• YOUR INSTRUCTIONS:
Take from the records below each line that holds "Permission".

• Saved data entries:
********************
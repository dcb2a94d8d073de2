use serde::Deserialize;

// Minimal subset of the Telegram Bot API wire types; unknown fields are
// ignored by serde so API additions do not break deserialization.

/// Envelope every Bot API method returns.
#[derive(Debug, Deserialize)]
pub struct ApiResponse<T> {
    pub ok: bool,
    pub result: Option<T>,
    pub description: Option<String>,
}

#[derive(Debug, Deserialize, Clone)]
pub struct Update {
    pub update_id: i64,
    pub message: Option<Message>,
}

#[derive(Debug, Deserialize, Clone)]
pub struct Message {
    pub message_id: i64,
    pub from: Option<TgUser>,
    pub chat: Chat,
    pub text: Option<String>,
}

#[derive(Debug, Deserialize, Clone)]
pub struct TgUser {
    pub id: i64,
    pub first_name: String,
}

#[derive(Debug, Deserialize, Clone)]
pub struct Chat {
    pub id: i64,
}
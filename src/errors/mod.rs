// Defines a custom error type and a result type alias using the thiserror crate.
use thiserror::Error;

pub mod reply;

#[derive(Error, Debug)]
pub enum AppError {
    #[error("Permission denied")]
    Permission,

    #[error("Usage error: {0}")]
    Usage(&'static str),

    #[error("Daily quota exhausted")]
    QuotaExceeded,

    #[error("Lookup error: {0}")]
    External(String),

    #[error("Backup error: {0}")]
    Persistence(String),

    #[error("Telegram API error: {0}")]
    Telegram(String),
}

// Custom result type
pub type AppResult<T> = Result<T, AppError>;
mod config;
mod errors;
mod handlers;
mod models;
mod services;
mod worker;

use axum::{routing::get, Router};
use std::sync::Arc;

use crate::{
    config::Config,
    handlers::BotContext,
    services::{BackupService, LookupService, TelegramService, UserRegistry},
};
use tracing;
use tracing_subscriber;

#[tokio::main]
async fn main() {
    // Initialize basic tracing subscriber
    tracing_subscriber::fmt::init();

    // Load configuration; malformed configuration is fatal at startup.
    let config = Config::load().expect("Failed to load configuration");

    // Restore the authorized-user set and usage counters from the backup.
    let backup = BackupService::new(&config.backup.path);
    let registry = Arc::new(
        UserRegistry::load(backup, config.telegram.admin_id, config.quota.daily_limit)
            .expect("Failed to load backup snapshot"),
    );

    let ctx = Arc::new(BotContext {
        registry: registry.clone(),
        telegram: TelegramService::new(&config.telegram),
        lookup: LookupService::new(&config.lookup),
        admin_contact: config.telegram.admin_contact.clone(),
    });

    // Command dispatcher loop and the daily quota reset run as background
    // tasks; both mutate state only through the shared registry.
    tokio::spawn(handlers::run_dispatcher(ctx));
    tokio::spawn(worker::reset_scheduler(registry, config.quota.reset_timezone));

    // Liveness endpoint for external health checks.
    let app = Router::new().route("/", get(|| async { "Lookup bot is running." }));

    let addr = format!("{}:{}", config.server.host, config.server.port);
    tracing::info!("Liveness endpoint on {}", addr);
    let listener = tokio::net::TcpListener::bind(&addr)
        .await
        .expect("Failed to bind server");

    axum::serve(listener, app.into_make_service())
        .await
        .expect("Failed to start server");
}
********************
• ANSWER SECTION:
    #[error("Permission denied")]
    Permission,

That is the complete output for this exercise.